Ebbene in sentenza la suprema Corte asserisce che l’interpretazione da riconoscere al c.d. fatto materiale (Jobs Act) non possa che essere la medesima di fatto contestato (Statuto dei Lavoratori) e pertanto è necessario che esso abbia una rilevanza in termini disciplinari. Nello specifico il giudice dichiara che: “Ai fini della pronuncia di cui all’art. 3, comma 2, D. Lgs. n. 23 del 2015, l’insussistenza del fatto materiale contestato al lavoratore (…) comprende non soltanto i casi in cui il fatto non si sia verificato nella sua materialità, ma anche tutte le ipotesi in cui il fatto, materialmente accaduto, non abbia rilievo disciplinare”.
Resta esclusa, evidentemente, ogni valutazione circa la proporzionalità del licenziamento come espressamente indicato dalla norma.

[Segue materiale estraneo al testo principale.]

/// Ranked name → count table with a live share column and a column chart.
/// Shared by the agent and tool sheets.
fn usage_sheet(
    sheet_name: &str,
    label_header: &str,
    count_header: &str,
    range_prefix: &str,
    entries: &[UsageCount],
) -> SheetDef {
    let mut grid = SheetGrid::new(
        sheet_name,
        vec![label_header, count_header, "Share"],
        vec![32.0, 14.0, 10.0],
    );
    grid.percent_columns = vec![2];

    let first = grid.data_start_row();
    let last = first + entries.len().max(1) as u32 - 1;
    for (i, entry) in entries.iter().enumerate() {
        let row = first + i as u32;
        grid.push_row(vec![
            Cell::text(&entry.name),
            Cell::number(entry.count as f64),
            share_formula(1, row, first, last),
        ]);
    }

    let mut charts = Vec::new();
    let mut names = Vec::new();
    if !entries.is_empty() {
        let labels = NamedRange::new(
            format!("{}_names", range_prefix),
            sheet_name,
            0,
            first,
            last,
        );
        let counts = NamedRange::new(
            format!("{}_counts", range_prefix),
            sheet_name,
            1,
            first,
            last,
        );
        charts.push(ChartSpec {
            kind: ChartKind::Column,
            title: format!("{} by {}", count_header, label_header.to_lowercase()),
            categories: labels.clone(),
            values: counts.clone(),
            insert_at: (1, 5),
            x_axis: Some(label_header.to_string()),
            y_axis: Some(count_header.to_string()),
        });
        names.push(labels);
        names.push(counts);
    }

    SheetDef { grid, charts, names }
}

fn provider_sheet(rollup: &Rollup) -> SheetDef {
    let mut grid = SheetGrid::new(
        "Providers",
        vec!["Provider", "Model", "Sessions", "Share"],
        vec![20.0, 28.0, 12.0, 10.0],
    );
    grid.percent_columns = vec![3];

    let first = grid.data_start_row();
    let last = first + rollup.provider_usage.len().max(1) as u32 - 1;
    for (i, usage) in rollup.provider_usage.iter().enumerate() {
        let row = first + i as u32;
        grid.push_row(vec![
            Cell::text(&usage.provider),
            match &usage.model {
                Some(model) => Cell::text(model),
                None => Cell::Empty,
            },
            Cell::number(usage.count as f64),
            share_formula(2, row, first, last),
        ]);
    }

    let mut names = Vec::new();
    if !rollup.provider_usage.is_empty() {
        names.push(NamedRange::new("provider_counts", "Providers", 2, first, last));
    }

    SheetDef { grid, charts: Vec::new(), names }
}

fn performance_sheet(summary: &MetricsSummary) -> Option<SheetDef> {
    if summary.sessions.len() < 2 {
        return None;
    }

    let mut grid = SheetGrid::new(
        "Performance",
        vec!["Metric", "Seconds", "", "Session Start", "Duration (s)"],
        vec![20.0, 14.0, 4.0, 26.0, 14.0],
    );

    let stats: Vec<(String, Cell)> = match &summary.rollup.duration {
        Some(stats) => vec![
            ("Mean duration".to_string(), Cell::number(stats.mean_seconds)),
            ("Median duration".to_string(), Cell::number(stats.median_seconds)),
            ("Max duration".to_string(), Cell::number(stats.max_seconds)),
            ("Sessions timed".to_string(), Cell::number(stats.sessions_timed as f64)),
        ],
        None => vec![("Duration".to_string(), Cell::text("unknown"))],
    };

    let timed: Vec<(String, f64)> = summary
        .sessions
        .iter()
        .filter_map(|s| {
            let start = s.start_time?;
            let duration = s.duration_seconds?;
            Some((start.to_rfc3339(), duration))
        })
        .collect();

    let row_count = stats.len().max(timed.len());
    for i in 0..row_count {
        let (metric, value) = match stats.get(i) {
            Some((metric, value)) => (Cell::text(metric), value.clone()),
            None => (Cell::Empty, Cell::Empty),
        };
        let (start, duration) = match timed.get(i) {
            Some((start, duration)) => (Cell::text(start), Cell::number(*duration)),
            None => (Cell::Empty, Cell::Empty),
        };
        grid.push_row(vec![metric, value, Cell::Empty, start, duration]);
    }

    let mut charts = Vec::new();
    let mut names = Vec::new();
    if timed.len() >= 2 {
        let first = grid.data_start_row();
        let last = first + timed.len() as u32 - 1;
        let starts = NamedRange::new("session_starts", "Performance", 3, first, last);
        let durations = NamedRange::new("session_durations", "Performance", 4, first, last);
        charts.push(ChartSpec {
            kind: ChartKind::Line,
            title: "Session duration trend".to_string(),
            categories: starts.clone(),
            values: durations.clone(),
            insert_at: (row_count as u32 + 2, 0),
            x_axis: Some("Session start".to_string()),
            y_axis: Some("Duration (s)".to_string()),
        });
        names.push(starts);
        names.push(durations);
    }

    Some(SheetDef { grid, charts, names })
}

fn errors_sheet(rollup: &Rollup) -> SheetDef {
    let mut grid = SheetGrid::new("Errors", vec!["Error Type", "Count"], vec![28.0, 12.0]);

    // Empty state: a message row, and deliberately no chart over no data.
    if rollup.error_count == 0 {
        grid.push_row(vec![Cell::text("No errors recorded."), Cell::Empty]);
        return SheetDef { grid, charts: Vec::new(), names: Vec::new() };
    }

    let first = grid.data_start_row();
    let last = first + rollup.error_types.len() as u32 - 1;
    for entry in &rollup.error_types {
        grid.push_row(vec![Cell::text(&entry.name), Cell::number(entry.count as f64)]);
    }

    let types = NamedRange::new("error_types", "Errors", 0, first, last);
    let counts = NamedRange::new("error_counts", "Errors", 1, first, last);
    let charts = vec![ChartSpec {
        kind: ChartKind::Pie,
        title: "Errors by type".to_string(),
        categories: types.clone(),
        values: counts.clone(),
        insert_at: (1, 4),
        x_axis: None,
        y_axis: None,
    }];

    SheetDef { grid, charts, names: vec![types, counts] }
}

fn sessions_sheet(summary: &MetricsSummary) -> SheetDef {
    let mut grid = SheetGrid::new(
        "Sessions",
        vec![
            "Session ID",
            "Source",
            "Start",
            "End",
            "Duration (s)",
            "Turns",
            "Events",
            "Agent Invocations",
            "Tool Calls",
            "Providers",
            "Errors",
        ],
        vec![24.0, 32.0, 26.0, 26.0, 14.0, 8.0, 8.0, 16.0, 10.0, 32.0, 8.0],
    );
    grid.freeze_header = true;

    for session in &summary.sessions {
        let providers: Vec<String> = session.providers.iter().map(|p| p.label()).collect();
        grid.push_row(vec![
            Cell::text(&session.session_id),
            Cell::text(&session.source.path),
            optional_time(session.start_time),
            optional_time(session.end_time),
            match session.duration_seconds {
                Some(duration) => Cell::number(duration),
                None => Cell::text("unknown"),
            },
            Cell::number(session.turn_count as f64),
            Cell::number(session.event_count as f64),
            Cell::number(session.agent_invocations.len() as f64),
            Cell::number(session.tool_calls.len() as f64),
            Cell::text(providers.join("; ")),
            Cell::number(session.errors.len() as f64),
        ]);
    }

    SheetDef { grid, charts: Vec::new(), names: Vec::new() }
}

fn optional_time(time: Option<chrono::DateTime<chrono::Utc>>) -> Cell {
    match time {
        Some(time) => Cell::text(time.to_rfc3339()),
        None => Cell::Empty,
    }
}

/// Live percentage-of-total formula: this row's count over the sum of the
/// whole count column, so edits to the counts recalculate every share.
fn share_formula(count_col: u16, row: u32, first: u32, last: u32) -> Cell {
    let col = column_letter(count_col);
    Cell::Formula(format!(
        "={}{}/SUM({}${}:{}${})",
        col,
        row + 1,
        col,
        first + 1,
        col,
        last + 1,
    ))
}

Si tratta di una prima sentenza ed è dunque necessario attendere il consolidamento del principio, come pure sperare che tali orientamenti non mutino nel tempo, ma è un buon inizio.
È comunque chiara la volontà dei giudici di limitare la portata delle due riforme (Legge Fornero e Jobs Act), in una probabile logica di contenere i gravi danni che l’applicazione letterale delle due norme comporterebbe.
Si ricorda, infine, che la piattaforma sindacale di rinnovo del nostro contratto nazionale prevede, sul tema, un apposito capitolo finalizzato sostanzialmente a “sterilizzare” tali riforme all’interno del nostro Settore.